There's also a question about what this means for components like segmenter: the primary authors of that crate are not super active reviewers. I would of course want their review for changing an algorithm, but what about a PR like https://github.com/unicode-org/icu4x/pull/6409 that rearranges the API?
So there's some nuance here.
Reviewers should be able to look at their list of outstanding reviews and know what solemn work has been requested of them from solemn PR authors.
@sffc The word "solemn" here does not appear to carry much meaning here, but clearly you intend it to, please be more explicit.
To directly address this point: elsewhere @sffc suggested that when I wish for an ANY review, I should tag icu4x-owners as a reviewer. Does that not still violate this axiom? (It's fine if it does, I'm just trying to understand)
Anecdote: I have 445 closed or merged PRs that are pending my review, but I have no easy way to tell how many of those actually wanted my review.
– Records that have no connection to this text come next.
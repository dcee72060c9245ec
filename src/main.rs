mod backend;
mod config;
mod engine;
mod jobs;
mod server;
mod sessions;
mod workflows;

use std::error::Error;
use std::sync::Arc;
use std::time::Duration;

use anyhow::Context;
use axum::body::Body;
use axum::extract::Request;
use clap::Parser;
use dotenvy::dotenv;
use sentry::integrations::tower::{NewSentryLayer, SentryHttpLayer};
use tokio::net::TcpListener;
use tracing_subscriber::EnvFilter;
use tracing_subscriber::layer::SubscriberExt;
use tracing_subscriber::util::SubscriberInitExt;

use crate::backend::HttpBackend;
use crate::engine::launcher::EngineRunner;
use crate::jobs::JobStore;
use crate::sessions::SessionStore;
use crate::workflows::scheduler::AnalysisSchedule;

#[derive(Parser)]
#[command(name = "quantdeck-agent", about = "AI-task execution service for the QuantDeck dashboard")]
enum Cli {
    /// Start the HTTP server (default when no subcommand is given)
    #[command(alias = "run")]
    Serve {
        /// Start without the cron-driven analysis schedule
        #[arg(long)]
        no_schedule: bool,
    },
}

#[tokio::main]
async fn main() -> Result<(), Box<dyn Error>> {
    dotenv().ok();

    let args: Vec<String> = std::env::args().collect();
    let cli = if args.len() <= 1 {
        Cli::Serve { no_schedule: false }
    } else {
        Cli::parse()
    };

    match cli {
        Cli::Serve { no_schedule } => run_server(no_schedule).await,
    }
}

async fn run_server(no_schedule: bool) -> Result<(), Box<dyn Error>> {
    let config = config::Config::from_env();

    let filter = tracing_subscriber::EnvFilter::try_from_default_env()
        .unwrap_or_else(|_| EnvFilter::new("quantdeck_agent=info,tower_http=warn,hyper=warn"));

    tracing_subscriber::registry()
        .with(filter)
        .with(tracing_tree::HierarchicalLayer::new(2).with_targets(true).with_bracketed_fields(false))
        .with(sentry::integrations::tracing::layer().event_filter(
            |metadata| match *metadata.level() {
                tracing::Level::ERROR => sentry::integrations::tracing::EventFilter::Event,
                tracing::Level::WARN | tracing::Level::INFO => {
                    sentry::integrations::tracing::EventFilter::Breadcrumb
                }
                _ => sentry::integrations::tracing::EventFilter::Ignore,
            },
        ))
        .init();

    let _guard = sentry::init((
        config.sentry_dsn.clone().unwrap_or_default(),
        sentry::ClientOptions {
            release: sentry::release_name!(),
            environment: Some(config.environment.clone().into()),
            send_default_pii: true,
            traces_sample_rate: 0.2,
            enable_logs: true,
            ..Default::default()
        },
    ));

    let http_client = Arc::new(
        reqwest::Client::builder()
            .connect_timeout(Duration::from_secs(10))
            .timeout(Duration::from_secs(30))
            .build()
            .context("failed to build HTTP client")?,
    );

    let backend = Arc::new(HttpBackend::new(
        http_client.clone(),
        config.backend_url.clone(),
        config.backend_token.clone(),
    ));

    let app_state = server::AppState {
        jobs: Arc::new(JobStore::new()),
        sessions: Arc::new(SessionStore::new()),
        backend,
        runner: Arc::new(EngineRunner::new(config.engine.clone())),
        backend_url: config.backend_url.clone(),
        memory_dir: config.memory_dir.clone(),
    };

    match (&config.analysis_schedule, no_schedule) {
        (Some(schedule), false) => {
            let schedule = AnalysisSchedule::new(schedule)
                .context("failed to parse ANALYSIS_SCHEDULE")?;
            tokio::spawn(schedule.run_loop(app_state.clone()));
        }
        (Some(_), true) => {
            tracing::info!("analysis schedule disabled (--no-schedule)");
        }
        (None, _) => {
            tracing::info!("no ANALYSIS_SCHEDULE configured, analysis runs on demand only");
        }
    }

    let app = server::create_app(app_state)
        .layer(SentryHttpLayer::new().enable_transaction())
        .layer(NewSentryLayer::<Request<Body>>::new_from_top());

    let port = config.port;
    let addr = format!("0.0.0.0:{port}");
    let listener = TcpListener::bind(&addr).await?;
    println!("Listening on http://{addr}");
    axum::serve(listener, app).await?;

    Ok(())
}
Given that we have a strong policy that PR authors merge their own PRs (except for trivial, autosumbit, or contributor cases), does that not naturally follow from the PR being merged: your review is not wanted anymore, it is just a cherry on top if you choose to provide it?
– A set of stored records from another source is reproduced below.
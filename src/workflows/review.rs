use std::time::Duration;

use serde::Deserialize;
use serde_json::{Value, json};
use tokio::sync::mpsc;

use crate::engine::extract;
use crate::engine::launcher::LaunchSpec;
use crate::server::AppState;

use super::memory;

const REVIEW_TIMEOUT: Duration = Duration::from_secs(10 * 60);

#[derive(Debug, Clone, Deserialize)]
pub struct ReviewRequest {
    pub review_id: String,
    pub symbol: String,
    pub side: String,
    pub entry_price: f64,
    pub exit_price: f64,
    pub pnl: f64,
    #[serde(default)]
    pub strategy: Option<String>,
    #[serde(default)]
    pub notes: Option<String>,
}

/// Review one closed trade. Fire-and-forget: no job record, every side
/// effect is best-effort, failures are logged and swallowed.
pub async fn run(state: AppState, trade: ReviewRequest) {
    let spec = LaunchSpec {
        prompt: review_prompt(&trade),
        system_prompt: None,
        resume_session: None,
        timeout: REVIEW_TIMEOUT,
    };

    // Progress only gets logged here; there is no job to show it on.
    let (progress, mut progress_rx) = mpsc::unbounded_channel::<String>();
    let review_id = trade.review_id.clone();
    let log_task = tokio::spawn(async move {
        while let Some(line) = progress_rx.recv().await {
            tracing::debug!(review_id = %review_id, progress = %line, "trade review progress");
        }
    });

    let run = state.runner.run(&spec, progress).await;
    let _ = log_task.await;

    let text = match run.and_then(|run| run.outcome(REVIEW_TIMEOUT)) {
        Ok(text) => text,
        Err(failure) => {
            tracing::error!(review_id = %trade.review_id, error = %failure, "trade review run failed");
            return;
        }
    };

    let review = extract::parse_lenient(&text).unwrap_or_else(|| fallback_review(&text));

    let patch = json!({
        "assessment": review["assessment"],
        "grade": review["grade"],
        "lesson": review["lesson"],
        "tags": review["tags"],
    });
    if let Err(e) = state.backend.update_review(&trade.review_id, &patch).await {
        tracing::error!(review_id = %trade.review_id, error = %e, "failed to update review record");
    }

    // A non-empty lesson is worth keeping across sessions
    let lesson = review["lesson"].as_str().unwrap_or("").trim().to_string();
    if lesson.is_empty() {
        return;
    }

    let mut tags: Vec<String> = review["tags"]
        .as_array()
        .map(|arr| {
            arr.iter()
                .filter_map(|t| t.as_str())
                .map(|t| t.to_string())
                .collect()
        })
        .unwrap_or_default();
    tags.push(trade.symbol.to_lowercase());

    match memory::write_note(&state.memory_dir, "trade-lesson", &tags, &lesson) {
        Ok(note_id) => {
            if let Err(e) = state.backend.mark_note_synced(&note_id).await {
                tracing::warn!(note_id = %note_id, error = %e, "failed to mark memory note synced");
            }
        }
        Err(e) => {
            tracing::error!(review_id = %trade.review_id, error = %e, "failed to write memory note");
        }
    }
}

fn fallback_review(raw: &str) -> Value {
    json!({
        "assessment": raw,
        "grade": "C",
        "lesson": "",
        "tags": [],
    })
}

fn review_prompt(trade: &ReviewRequest) -> String {
    format!(
        "Review this closed trade from the QuantDeck journal.\n\
Symbol: {symbol}\n\
Side: {side}\n\
Entry: {entry}\n\
Exit: {exit}\n\
PnL: {pnl}\n\
Strategy: {strategy}\n\
Trader notes: {notes}\n\n\
Judge the execution, not just the outcome: a profitable trade can still be a \
bad trade. Reply with exactly one JSON object shaped as:\n\
{{\n\
  \"assessment\": \"<prose review of the execution>\",\n\
  \"grade\": \"A|B|C|D|F\",\n\
  \"lesson\": \"<one transferable lesson, or an empty string if there is none>\",\n\
  \"tags\": [\"...\"]\n\
}}",
        symbol = trade.symbol,
        side = trade.side,
        entry = trade.entry_price,
        exit = trade.exit_price,
        pnl = trade.pnl,
        strategy = trade.strategy.as_deref().unwrap_or("unspecified"),
        notes = trade.notes.as_deref().unwrap_or("none"),
    )
}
Would it be acceptable if people who requested multiple reviews but only needed one were asked to untag reviewers after merge? Trying to understand if the main contention here is about the closed PR list.
A question I have for the group is: how often is it that you actually want multiple reviews for a crate, but wish to merge something on first review? Would it be acceptable in that case to be more explicit in pinging the second reviewer? I've done this on occasion; merged something and then DMd the person to say "you should double check this eventually".
The GitHub UI is the only officially supported method for opening Pull Requests to ICU4X and other Unicode projects. Other tools such as the GitHub CLI are available for convenience only.
To be clear, I'm not particularly worried with having to do something on the website after using the CLI. I mentioned the CLI to faithfully reproduce my workflow. I usually end up going to the website anyway, e.g. to remove spurious reviewers for trivial changes to other code.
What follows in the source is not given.